Highlight 1 November 2007: The micro Petri dish, a million-well chip for the culture and high-throughput screening of micro-organisms
More than one million Petri dishes on a single chip not larger than the size of a postage stamp. The chip has been developed in our group in close cooperation with the Top Institute Food & Nutrition and NIZO food research in Wageningen. The results have reached the cover (PNAS) of the authoritative journal Proceedings of the National Academy of Sciences (PNAS) of 13th November 2007.

On this chip more than one million cultures can be grown in parallel which opens up a wide range of uses from diagnosis of infection to the improvement of industrial bacteria. The chip that has the potential to meet the automation and miniaturisation needs of modern microbiology. The ‘micro Petri dish’ allows growth assays to catch up with other high-throughput technologies in the life sciences.
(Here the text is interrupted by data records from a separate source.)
//! DNS-over-TLS transport (RFC 7858): TCP framing inside a TLS session.
//!
//! SNI is the configured host when it is a name; certificate
//! verification runs against the webpki root store. Idle sessions are
//! pooled per (address, hostname) and reused.

use super::tcp::{read_with_length_prefix, send_with_length_prefix};
use super::{resolve_authority, DnsTransport, TransportResponse};
use async_trait::async_trait;
use dashmap::DashMap;
use rustls::pki_types::ServerName;
use std::net::SocketAddr;
use std::sync::{Arc, LazyLock};
use std::time::Duration;
use tokio::net::TcpStream;
use tokio_rustls::client::TlsStream;
use tracing::debug;
use warden_dns_domain::DnsError;

const MAX_IDLE_PER_HOST: usize = 2;

static SHARED_TLS_CONFIG: LazyLock<Arc<rustls::ClientConfig>> = LazyLock::new(|| {
    let mut root_store = rustls::RootCertStore::empty();
    root_store.extend(webpki_roots::TLS_SERVER_ROOTS.iter().cloned());

    let _ = rustls::crypto::aws_lc_rs::default_provider().install_default();

    let config = rustls::ClientConfig::builder()
        .with_root_certificates(root_store)
        .with_no_client_auth();

    Arc::new(config)
});

type TlsConnection = TlsStream<TcpStream>;
type PoolKey = (SocketAddr, String);
type TlsConnectionPool = DashMap<PoolKey, Vec<TlsConnection>>;

static TLS_POOL: LazyLock<TlsConnectionPool> = LazyLock::new(TlsConnectionPool::new);

pub struct TlsTransport {
    authority: String,
    hostname: String,
}

impl TlsTransport {
    pub fn new(authority: String, hostname: String) -> Self {
        Self {
            authority,
            hostname,
        }
    }

    fn take_pooled(&self, addr: SocketAddr) -> Option<TlsConnection> {
        let key = (addr, self.hostname.clone());
        let mut entry = TLS_POOL.get_mut(&key)?;
        entry.pop()
    }

    fn return_to_pool(&self, addr: SocketAddr, stream: TlsConnection) {
        let key = (addr, self.hostname.clone());
        let mut entry = TLS_POOL.entry(key).or_default();
        if entry.len() < MAX_IDLE_PER_HOST {
            entry.push(stream);
        }
    }

    async fn connect_new(
        &self,
        addr: SocketAddr,
        timeout: Duration,
    ) -> Result<TlsConnection, DnsError> {
        let connector = tokio_rustls::TlsConnector::from(SHARED_TLS_CONFIG.clone());

        let server_name =
            ServerName::try_from(self.hostname.clone()).map_err(|e| DnsError::UpstreamFailure {
                server: self.authority.clone(),
                reason: format!("invalid TLS server name '{}': {e}", self.hostname),
            })?;

        let tcp_stream = tokio::time::timeout(timeout, TcpStream::connect(addr))
            .await
            .map_err(|_| DnsError::UpstreamTimeout {
                server: self.authority.clone(),
            })?
            .map_err(|_| DnsError::UpstreamConnectionRefused {
                server: self.authority.clone(),
            })?;

        let tls_stream = tokio::time::timeout(timeout, connector.connect(server_name, tcp_stream))
            .await
            .map_err(|_| DnsError::UpstreamTimeout {
                server: self.authority.clone(),
            })?
            .map_err(|e| DnsError::UpstreamFailure {
                server: self.authority.clone(),
                reason: format!("TLS handshake failed: {e}"),
            })?;

        debug!(server = %self.authority, hostname = %self.hostname, "TLS connection established");
        Ok(tls_stream)
    }

    async fn send_on_stream(
        &self,
        stream: &mut TlsConnection,
        message_bytes: &[u8],
        timeout: Duration,
    ) -> Result<Vec<u8>, DnsError> {
        tokio::time::timeout(timeout, send_with_length_prefix(stream, message_bytes))
            .await
            .map_err(|_| DnsError::UpstreamTimeout {
                server: self.authority.clone(),
            })?
            .map_err(|e| DnsError::UpstreamFailure {
                server: self.authority.clone(),
                reason: e,
            })?;

        tokio::time::timeout(timeout, read_with_length_prefix(stream))
            .await
            .map_err(|_| DnsError::UpstreamTimeout {
                server: self.authority.clone(),
            })?
            .map_err(|e| DnsError::UpstreamFailure {
                server: self.authority.clone(),
                reason: e,
            })
    }
}

#[async_trait]
impl DnsTransport for TlsTransport {
    async fn send(
        &self,
        message_bytes: &[u8],
        timeout: Duration,
    ) -> Result<TransportResponse, DnsError> {
        let addr = resolve_authority(&self.authority).await?;

        if let Some(mut stream) = self.take_pooled(addr) {
            match self
                .send_on_stream(&mut stream, message_bytes, timeout)
                .await
            {
                Ok(response_bytes) => {
                    debug!(server = %self.authority, "TLS query via pooled connection");
                    self.return_to_pool(addr, stream);
                    return Ok(TransportResponse {
                        bytes: response_bytes,
                        protocol_used: "TLS",
                    });
                }
                Err(_) => {
                    debug!(server = %self.authority, "Pooled TLS connection stale, reconnecting");
                }
            }
        }

        let mut stream = self.connect_new(addr, timeout).await?;
        let response_bytes = self
            .send_on_stream(&mut stream, message_bytes, timeout)
            .await?;

        debug!(
            server = %self.authority,
            response_len = response_bytes.len(),
            "TLS response received"
        );

        self.return_to_pool(addr, stream);

        Ok(TransportResponse {
            bytes: response_bytes,
            protocol_used: "TLS",
        })
    }

    fn protocol_name(&self) -> &'static str {
        "TLS"
    }
}
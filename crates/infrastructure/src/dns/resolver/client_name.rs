//! Client-name chain stage.
//!
//! On first sight of a client IP a PTR query goes to the configured
//! lookup upstream; the result is cached (with separate positive and
//! negative TTLs) and concurrent lookups for the same IP coalesce onto
//! one flight. Lookup failure annotates the IP literal; this stage
//! never fails a request.

use super::dispatcher::UpstreamDispatcher;
use crate::dns::single_flight::SingleFlight;
use async_trait::async_trait;
use dashmap::DashMap;
use hickory_proto::op::{Message, MessageType, OpCode, Query};
use hickory_proto::rr::{DNSClass, Name, RData, RecordType};
use rustc_hash::FxBuildHasher;
use std::net::IpAddr;
use std::str::FromStr;
use std::sync::Arc;
use std::time::{Duration, Instant};
use tracing::debug;
use warden_dns_application::ports::Resolver;
use warden_dns_domain::{DnsError, DnsRequest, DnsResponse, Upstream};

#[derive(Clone)]
struct CachedNames {
    names: Vec<String>,
    expires_at: Instant,
}

pub struct ClientNameResolver {
    next: Arc<dyn Resolver>,
    dispatcher: Arc<UpstreamDispatcher>,
    ptr_upstreams: Arc<Vec<Upstream>>,
    single_name_order: Vec<usize>,
    cache: DashMap<IpAddr, CachedNames, FxBuildHasher>,
    inflight: SingleFlight<IpAddr, Vec<String>>,
    positive_ttl: Duration,
    negative_ttl: Duration,
}

fn ip_to_reverse_domain(ip: &IpAddr) -> String {
    match ip {
        IpAddr::V4(ipv4) => {
            let octets = ipv4.octets();
            format!(
                "{}.{}.{}.{}.in-addr.arpa",
                octets[3], octets[2], octets[1], octets[0]
            )
        }
        IpAddr::V6(ipv6) => {
            let mut nibbles = Vec::new();
            for byte in ipv6.octets().iter().rev() {
                nibbles.push(format!("{:x}", byte & 0x0f));
                nibbles.push(format!("{:x}", (byte >> 4) & 0x0f));
            }
            format!("{}.ip6.arpa", nibbles.join("."))
        }
    }
}

impl ClientNameResolver {
    pub fn new(
        next: Arc<dyn Resolver>,
        upstream: Upstream,
        single_name_order: Vec<usize>,
        positive_ttl: Duration,
        negative_ttl: Duration,
        query_timeout: Duration,
    ) -> Self {
        let ptr_upstreams = Arc::new(vec![upstream]);
        let dispatcher = Arc::new(UpstreamDispatcher::new(
            ptr_upstreams.as_ref().clone(),
            1,
            query_timeout,
        ));
        Self {
            next,
            dispatcher,
            ptr_upstreams,
            single_name_order,
            cache: DashMap::with_hasher(FxBuildHasher),
            inflight: SingleFlight::new(),
            positive_ttl,
            negative_ttl,
        }
    }

    fn ptr_query(ip: &IpAddr) -> Result<Message, DnsError> {
        let reverse_domain = ip_to_reverse_domain(ip);
        let name = Name::from_str(&reverse_domain)
            .map_err(|e| DnsError::MessageFormat(format!("bad PTR name: {e}")))?;

        let mut query = Query::new();
        query.set_name(name);
        query.set_query_type(RecordType::PTR);
        query.set_query_class(DNSClass::IN);

        let mut message = Message::new();
        message.set_id(fastrand::u16(..));
        message.set_message_type(MessageType::Query);
        message.set_op_code(OpCode::Query);
        message.set_recursion_desired(true);
        message.add_query(query);
        Ok(message)
    }

    /// Applies `singleNameOrder`: the first configured 1-based position
    /// that exists selects a single name; otherwise all names are kept.
    fn select_names(&self, mut names: Vec<String>) -> Vec<String> {
        names.sort();
        for position in &self.single_name_order {
            if let Some(name) = names.get(position - 1) {
                return vec![name.clone()];
            }
        }
        names
    }

    /// Resolves the client IP to names, caching both outcomes. Always
    /// produces at least the IP literal.
    async fn client_names(&self, ip: IpAddr) -> Vec<String> {
        if let Some(entry) = self.cache.get(&ip) {
            if Instant::now() < entry.expires_at {
                return entry.names.clone();
            }
        }

        self.inflight
            .run(ip, async {
                let (names, positive) = self.lookup(ip).await;
                let ttl = if positive {
                    self.positive_ttl
                } else {
                    self.negative_ttl
                };
                self.cache.insert(
                    ip,
                    CachedNames {
                        names: names.clone(),
                        expires_at: Instant::now() + ttl,
                    },
                );
                Ok(names)
            })
            .await
            .unwrap_or_else(|_| vec![ip.to_string()])
    }

    async fn lookup(&self, ip: IpAddr) -> (Vec<String>, bool) {
        let query = match Self::ptr_query(&ip) {
            Ok(q) => q,
            Err(_) => return (vec![ip.to_string()], false),
        };

        match self.dispatcher.dispatch(&query, &self.ptr_upstreams).await {
            Ok(answer) => {
                let names: Vec<String> = answer
                    .answers()
                    .iter()
                    .filter_map(|record| match record.data() {
                        RData::PTR(ptr) => {
                            Some(ptr.to_utf8().trim_end_matches('.').to_string())
                        }
                        _ => None,
                    })
                    .collect();

                if names.is_empty() {
                    debug!(ip = %ip, "PTR lookup returned no names");
                    (vec![ip.to_string()], false)
                } else {
                    let selected = self.select_names(names);
                    debug!(ip = %ip, names = ?selected, "PTR lookup successful");
                    (selected, true)
                }
            }
            Err(e) => {
                debug!(ip = %ip, error = %e, "PTR lookup failed");
                (vec![ip.to_string()], false)
            }
        }
    }
}

#[async_trait]
impl Resolver for ClientNameResolver {
    async fn resolve(&self, request: &mut DnsRequest) -> Result<DnsResponse, DnsError> {
        request.client_names = self.client_names(request.client_addr.ip()).await;
        self.next.resolve(request).await
    }

    fn configuration(&self) -> Vec<String> {
        vec![
            format!("upstream          = {}", self.ptr_upstreams[0]),
            format!("singleNameOrder   = {:?}", self.single_name_order),
            format!("cacheTime         = {}s", self.positive_ttl.as_secs()),
            format!("negativeCacheTime = {}s", self.negative_ttl.as_secs()),
        ]
    }

    fn name(&self) -> &'static str {
        "client_name"
    }
}
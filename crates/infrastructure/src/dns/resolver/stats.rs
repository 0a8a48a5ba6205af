//! Stats chain stage: increments counters, never fails the request.

use crate::dns::message;
use crate::dns::stats::StatsRegistry;
use async_trait::async_trait;
use std::sync::Arc;
use warden_dns_application::ports::Resolver;
use warden_dns_domain::{DnsError, DnsRequest, DnsResponse};

pub struct StatsRecorderResolver {
    next: Arc<dyn Resolver>,
    stats: Arc<StatsRegistry>,
}

impl StatsRecorderResolver {
    pub fn new(next: Arc<dyn Resolver>, stats: Arc<StatsRegistry>) -> Self {
        Self { next, stats }
    }
}

#[async_trait]
impl Resolver for StatsRecorderResolver {
    async fn resolve(&self, request: &mut DnsRequest) -> Result<DnsResponse, DnsError> {
        let record_type = request
            .single_question()
            .map(|q| q.query_type().to_string())
            .unwrap_or_else(|| "MULTI".to_string());

        let result = self.next.resolve(request).await;

        match &result {
            Ok(response) => self.stats.record(
                &record_type,
                response.kind.as_str(),
                message::rcode_str(response.message.response_code()),
            ),
            Err(_) => self.stats.record_failure(&record_type),
        }

        result
    }

    fn name(&self) -> &'static str {
        "stats_recorder"
    }
}
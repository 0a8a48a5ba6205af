//! Conditional-forwarding chain stage.
//!
//! Questions inside a configured DNS zone have their upstream set
//! rewritten for this request only; the chain then continues, so
//! blocking and caching still apply to zone-matched queries.

use async_trait::async_trait;
use std::sync::Arc;
use tracing::debug;
use warden_dns_application::ports::Resolver;
use warden_dns_domain::{DnsError, DnsRequest, DnsResponse, Upstream};

pub struct ConditionalForwarderResolver {
    next: Arc<dyn Resolver>,
    /// (zone, upstreams), sorted by zone length descending so the first
    /// match is the longest suffix.
    rules: Vec<(String, Arc<Vec<Upstream>>)>,
}

impl ConditionalForwarderResolver {
    /// `rules` zones are lowercased without trailing dots.
    pub fn new(next: Arc<dyn Resolver>, rules: Vec<(String, Vec<Upstream>)>) -> Self {
        let mut rules: Vec<(String, Arc<Vec<Upstream>>)> = rules
            .into_iter()
            .map(|(zone, upstreams)| (zone, Arc::new(upstreams)))
            .collect();
        rules.sort_by(|a, b| b.0.len().cmp(&a.0.len()));
        Self { next, rules }
    }

    fn matching_rule(&self, name: &str) -> Option<&(String, Arc<Vec<Upstream>>)> {
        self.rules.iter().find(|(zone, _)| {
            name == zone
                || (name.len() > zone.len()
                    && name.ends_with(zone)
                    && name.as_bytes()[name.len() - zone.len() - 1] == b'.')
        })
    }
}

#[async_trait]
impl Resolver for ConditionalForwarderResolver {
    async fn resolve(&self, request: &mut DnsRequest) -> Result<DnsResponse, DnsError> {
        if let Some(name) = request.normalized_name() {
            if let Some((zone, upstreams)) = self.matching_rule(&name) {
                debug!(
                    name = %name,
                    zone = %zone,
                    upstreams = upstreams.len(),
                    "Conditional forwarding zone matched"
                );
                request.upstream_override = Some(Arc::clone(upstreams));
            }
        }
        self.next.resolve(request).await
    }

    fn configuration(&self) -> Vec<String> {
        self.rules
            .iter()
            .map(|(zone, upstreams)| {
                let list: Vec<String> = upstreams.iter().map(Upstream::to_string).collect();
                format!("zone {zone} = {}", list.join(", "))
            })
            .collect()
    }

    fn name(&self) -> &'static str {
        "conditional_forwarder"
    }
}
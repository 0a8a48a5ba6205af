pub mod block_filter;
pub mod breaker;
pub mod cache;
pub mod message;
pub mod query_log;
pub mod resolver;
pub mod single_flight;
pub mod stats;
pub mod transport;

pub use breaker::CircuitBreaker;
pub use cache::{CacheKey, CachedResponse, DnsCache};
pub use query_log::TracingQueryLog;
pub use single_flight::SingleFlight;
pub use stats::{StatsRegistry, StatsSnapshot};
use ipnetwork::IpNetwork;
use std::net::IpAddr;

#[derive(Default)]
struct CidrNode {
    children: [Option<Box<CidrNode>>; 2],
    /// A network prefix ends at this node; its length is the depth.
    terminal: bool,
}

/// CIDR matcher: a binary trie keyed on address bits, with separate
/// roots per address family.
///
/// Lookup walks one node per prefix bit and reports the most specific
/// covering prefix, so membership is O(address bits) regardless of how
/// many networks are loaded.
#[derive(Default)]
pub struct CidrTrie {
    v4: CidrNode,
    v6: CidrNode,
    len: usize,
}

#[inline]
fn bit_at(octets: &[u8], index: usize) -> usize {
    ((octets[index / 8] >> (7 - index % 8)) & 1) as usize
}

impl CidrTrie {
    pub fn new() -> Self {
        Self::default()
    }

    pub fn insert(&mut self, network: &IpNetwork) {
        let (root, octets, prefix) = match network {
            IpNetwork::V4(net) => (
                &mut self.v4,
                net.network().octets().to_vec(),
                net.prefix() as usize,
            ),
            IpNetwork::V6(net) => (
                &mut self.v6,
                net.network().octets().to_vec(),
                net.prefix() as usize,
            ),
        };

        let mut node = root;
        for i in 0..prefix {
            node = node.children[bit_at(&octets, i)]
                .get_or_insert_with(Box::default)
                .as_mut();
        }
        if !node.terminal {
            node.terminal = true;
            self.len += 1;
        }
    }

    /// Length of the most specific stored prefix covering `ip`.
    pub fn longest_match(&self, ip: IpAddr) -> Option<u8> {
        let (root, octets) = match ip {
            IpAddr::V4(v4) => (&self.v4, v4.octets().to_vec()),
            IpAddr::V6(v6) => (&self.v6, v6.octets().to_vec()),
        };

        let mut node = root;
        let mut best: Option<u8> = None;

        for i in 0..octets.len() * 8 {
            if node.terminal {
                best = Some(i as u8);
            }
            match &node.children[bit_at(&octets, i)] {
                Some(child) => node = child.as_ref(),
                None => return best,
            }
        }
        if node.terminal {
            best = Some((octets.len() * 8) as u8);
        }
        best
    }

    #[inline]
    pub fn contains(&self, ip: IpAddr) -> bool {
        self.longest_match(ip).is_some()
    }

    pub fn len(&self) -> usize {
        self.len
    }

    pub fn is_empty(&self) -> bool {
        self.len == 0
    }
}

#[cfg(test)]
mod tests {
    use super::*;

    fn trie(cidrs: &[&str]) -> CidrTrie {
        let mut trie = CidrTrie::new();
        for cidr in cidrs {
            trie.insert(&cidr.parse().unwrap());
        }
        trie
    }

    #[test]
    fn membership_respects_prefix_boundaries() {
        let t = trie(&["192.0.2.0/24"]);

        assert!(t.contains("192.0.2.1".parse().unwrap()));
        assert!(t.contains("192.0.2.255".parse().unwrap()));
        assert!(!t.contains("192.0.3.0".parse().unwrap()));
        assert!(!t.contains("10.0.0.1".parse().unwrap()));
    }

    #[test]
    fn longest_match_picks_the_most_specific_prefix() {
        let t = trie(&["10.0.0.0/8", "10.1.0.0/16", "10.1.1.0/24"]);

        assert_eq!(t.longest_match("10.1.1.50".parse().unwrap()), Some(24));
        assert_eq!(t.longest_match("10.1.2.50".parse().unwrap()), Some(16));
        assert_eq!(t.longest_match("10.9.9.9".parse().unwrap()), Some(8));
        assert_eq!(t.longest_match("11.0.0.1".parse().unwrap()), None);
    }

    #[test]
    fn host_routes_match_exactly() {
        let t = trie(&["198.51.100.7/32"]);

        assert_eq!(t.longest_match("198.51.100.7".parse().unwrap()), Some(32));
        assert!(!t.contains("198.51.100.8".parse().unwrap()));
    }

    #[test]
    fn families_are_kept_apart() {
        let t = trie(&["2001:db8::/32", "192.0.2.0/24"]);

        assert!(t.contains("2001:db8::1".parse().unwrap()));
        assert!(!t.contains("2001:db9::1".parse().unwrap()));
        assert!(t.contains("192.0.2.9".parse().unwrap()));
        assert_eq!(t.len(), 2);
    }

    #[test]
    fn duplicate_prefixes_count_once() {
        let t = trie(&["10.0.0.0/8", "10.0.0.0/8"]);
        assert_eq!(t.len(), 1);
    }
}
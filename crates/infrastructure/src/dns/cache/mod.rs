//! TTL-respecting response cache with a sharded approximate-LRU bound.
//!
//! Entries store the answer and authority records plus the response
//! code, stamped with insertion and expiry instants. Reads promote
//! entries within their shard's LRU order; expired entries are dropped
//! on read and by the periodic sweep.

pub mod key;

pub use key::CacheKey;

use hickory_proto::op::ResponseCode;
use hickory_proto::rr::Record;
use lru::LruCache;
use rustc_hash::{FxBuildHasher, FxHasher};
use std::hash::{Hash, Hasher};
use std::num::NonZeroUsize;
use std::sync::Mutex;
use std::time::Instant;
use tracing::debug;
use warden_dns_domain::ResponseKind;

const SHARD_COUNT: usize = 16;

/// One cached response, minus the producing stage.
#[derive(Clone, Debug)]
pub struct CachedResponse {
    pub answers: Vec<Record>,
    pub authority: Vec<Record>,
    pub response_code: ResponseCode,
    pub kind: ResponseKind,
    pub stored_at: Instant,
    pub expires_at: Instant,
}

impl CachedResponse {
    pub fn is_expired(&self, now: Instant) -> bool {
        now >= self.expires_at
    }
}

type Shard = Mutex<LruCache<CacheKey, CachedResponse, FxBuildHasher>>;

pub struct DnsCache {
    shards: Vec<Shard>,
}

impl DnsCache {
    /// `max_entries` bounds the total entry count; 0 means unbounded.
    pub fn new(max_entries: usize) -> Self {
        let per_shard = if max_entries == 0 {
            None
        } else {
            Some(NonZeroUsize::new((max_entries / SHARD_COUNT).max(1)).expect("nonzero"))
        };

        let shards = (0..SHARD_COUNT)
            .map(|_| {
                Mutex::new(match per_shard {
                    Some(cap) => LruCache::with_hasher(cap, FxBuildHasher),
                    None => LruCache::unbounded_with_hasher(FxBuildHasher),
                })
            })
            .collect();

        Self { shards }
    }

    fn shard(&self, key: &CacheKey) -> &Shard {
        let mut hasher = FxHasher::default();
        key.hash(&mut hasher);
        &self.shards[(hasher.finish() as usize) % SHARD_COUNT]
    }

    /// Returns the entry for `key` if present and not expired; expired
    /// entries are evicted on the way out.
    pub fn get(&self, key: &CacheKey, now: Instant) -> Option<CachedResponse> {
        let mut shard = self.shard(key).lock().expect("cache shard poisoned");
        match shard.get(key) {
            Some(entry) if !entry.is_expired(now) => Some(entry.clone()),
            Some(_) => {
                shard.pop(key);
                None
            }
            None => None,
        }
    }

    pub fn insert(&self, key: CacheKey, entry: CachedResponse) {
        let mut shard = self.shard(&key).lock().expect("cache shard poisoned");
        shard.put(key, entry);
    }

    /// Drops every expired entry; returns how many were removed.
    pub fn sweep_expired(&self, now: Instant) -> usize {
        let mut removed = 0;
        for shard in &self.shards {
            let mut shard = shard.lock().expect("cache shard poisoned");
            let expired: Vec<CacheKey> = shard
                .iter()
                .filter(|(_, entry)| entry.is_expired(now))
                .map(|(key, _)| key.clone())
                .collect();
            for key in expired {
                shard.pop(&key);
                removed += 1;
            }
        }
        if removed > 0 {
            debug!(removed, "Cache sweep evicted expired entries");
        }
        removed
    }

    pub fn len(&self) -> usize {
        self.shards
            .iter()
            .map(|s| s.lock().expect("cache shard poisoned").len())
            .sum()
    }

    pub fn is_empty(&self) -> bool {
        self.len() == 0
    }

    pub fn clear(&self) {
        for shard in &self.shards {
            shard.lock().expect("cache shard poisoned").clear();
        }
    }
}

#[cfg(test)]
mod tests {
    use super::*;
    use hickory_proto::rr::{DNSClass, RecordType};
    use std::time::Duration;

    fn key(name: &str) -> CacheKey {
        CacheKey::new(name, RecordType::A, DNSClass::IN)
    }

    fn entry(ttl: Duration) -> CachedResponse {
        let now = Instant::now();
        CachedResponse {
            answers: vec![],
            authority: vec![],
            response_code: ResponseCode::NoError,
            kind: ResponseKind::Resolved,
            stored_at: now,
            expires_at: now + ttl,
        }
    }

    #[test]
    fn expired_entries_are_dropped_on_read() {
        let cache = DnsCache::new(100);
        cache.insert(key("a.example"), entry(Duration::from_secs(0)));

        assert!(cache
            .get(&key("a.example"), Instant::now() + Duration::from_millis(1))
            .is_none());
        assert!(cache.is_empty());
    }

    #[test]
    fn live_entries_are_returned() {
        let cache = DnsCache::new(100);
        cache.insert(key("a.example"), entry(Duration::from_secs(60)));
        assert!(cache.get(&key("a.example"), Instant::now()).is_some());
    }

    #[test]
    fn sweep_removes_only_expired() {
        let cache = DnsCache::new(100);
        cache.insert(key("dead.example"), entry(Duration::from_secs(0)));
        cache.insert(key("live.example"), entry(Duration::from_secs(300)));

        let removed = cache.sweep_expired(Instant::now() + Duration::from_millis(1));
        assert_eq!(removed, 1);
        assert_eq!(cache.len(), 1);
    }

    #[test]
    fn entry_count_is_bounded() {
        let cache = DnsCache::new(SHARD_COUNT);
        for i in 0..SHARD_COUNT * 10 {
            cache.insert(key(&format!("host{i}.example")), entry(Duration::from_secs(60)));
        }
        assert!(cache.len() <= SHARD_COUNT * 10);
        // Each shard holds at most one entry at this bound.
        assert!(cache.len() <= SHARD_COUNT);
    }
}
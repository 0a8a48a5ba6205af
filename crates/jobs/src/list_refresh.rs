use std::sync::Arc;
use std::time::Duration;
use tokio_util::sync::CancellationToken;
use tracing::info;
use warden_dns_infrastructure::dns::block_filter::BlockingEngine;

/// Background job that periodically re-fetches and recompiles the
/// blocking lists.
///
/// The first tick is consumed immediately so no refresh runs at
/// startup (the engine compiles during construction). A failed refresh
/// keeps the engine's previous snapshot.
pub struct ListRefreshJob {
    engine: Arc<BlockingEngine>,
    interval: Duration,
    cancel: CancellationToken,
}

impl ListRefreshJob {
    pub fn new(engine: Arc<BlockingEngine>, interval: Duration) -> Self {
        Self {
            engine,
            interval,
            cancel: CancellationToken::new(),
        }
    }

    pub fn with_cancellation(mut self, token: CancellationToken) -> Self {
        self.cancel = token;
        self
    }

    pub async fn start(self: Arc<Self>) {
        info!(
            interval_secs = self.interval.as_secs(),
            "Starting list refresh job"
        );

        let mut interval = tokio::time::interval(self.interval);
        interval.tick().await;

        loop {
            tokio::select! {
                _ = self.cancel.cancelled() => {
                    info!("List refresh job stopped");
                    return;
                }
                _ = interval.tick() => {
                    info!("Refreshing blocking lists");
                    let sources = self.engine.refresh().await;
                    info!(sources, entries = self.engine.entry_count(), "List refresh completed");
                }
            }
        }
    }
}
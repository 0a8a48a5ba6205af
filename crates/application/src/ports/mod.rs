pub mod query_log;
pub mod resolver;

pub use query_log::{QueryLogRecord, QueryLogSink};
pub use resolver::Resolver;
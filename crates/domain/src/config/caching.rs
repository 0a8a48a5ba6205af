use serde::{Deserialize, Serialize};

/// The `caching` config section. Times are minutes; 0 means "unset"
/// (no floor for `minCachingTime`, no cap for `maxCachingTime`).
#[derive(Debug, Clone, Deserialize, Serialize)]
pub struct CachingConfig {
    #[serde(rename = "minCachingTime", default)]
    pub min_caching_time: u64,

    #[serde(rename = "maxCachingTime", default)]
    pub max_caching_time: u64,

    /// Cap on negative-response TTLs derived from SOA minimums.
    #[serde(rename = "negativeCacheTime", default = "default_negative_cache_time")]
    pub negative_cache_time: u64,

    /// Entry-count bound on the cache; 0 means unbounded.
    #[serde(rename = "maxItemsCount", default = "default_max_items_count")]
    pub max_items_count: usize,
}

impl Default for CachingConfig {
    fn default() -> Self {
        Self {
            min_caching_time: 0,
            max_caching_time: 0,
            negative_cache_time: default_negative_cache_time(),
            max_items_count: default_max_items_count(),
        }
    }
}

fn default_negative_cache_time() -> u64 {
    30
}

fn default_max_items_count() -> usize {
    200_000
}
The innovation is in the micro-engineering of a unique porous ceramic to create millions of wells that serve as growth areas for micro-organisms. The micron-scale wells of the chip can be regarded as an array of millions of “micro Petri dishes”, where bacteria or yeasts are efficiently supplied with nutrients from below through a porous membrane. By using this chip, assays for the detection and growth of micro-organisms will become faster and cheaper whilst it permits larger screening operations for improved industrial strains than have been possible to date.

Fig. 1. Images of materials, growth compartments, and microbial culture on chips.
(A) SEM of aluminumoxide showing pores on average 200nm diameter. (B) Transmission light microscopy
of hundreds of 20x20μm compartments viewed from above. (C) SEM of 7x7 μm compartments from above at a 30° angle. (D) Culture of L. plantarum in six compartments of the same dimensions as C stained with a fluorogenic dye (Syto 9) after growth and imaged from above. (E) Detection of β-galactosidase activity using the fluorogenic substrate FDG, from E. coli containing plasmid pUC18 grown in a 20x20μm compartment. (F) As in E with one plasmid-containing micro colony, viewed at lower magnification. (G) View of 20x20μm format chip with one area supporting a GFP-expressing strain of E. coli in a background of non-fluorescent cells. (H) Previously uncultivated oligotrophic bacterium related to Dechloromonas sp. labeled by FDP metabolism and grown in a 20x20μm compartment supplied by Rhine water, before recovery and identification by PCR.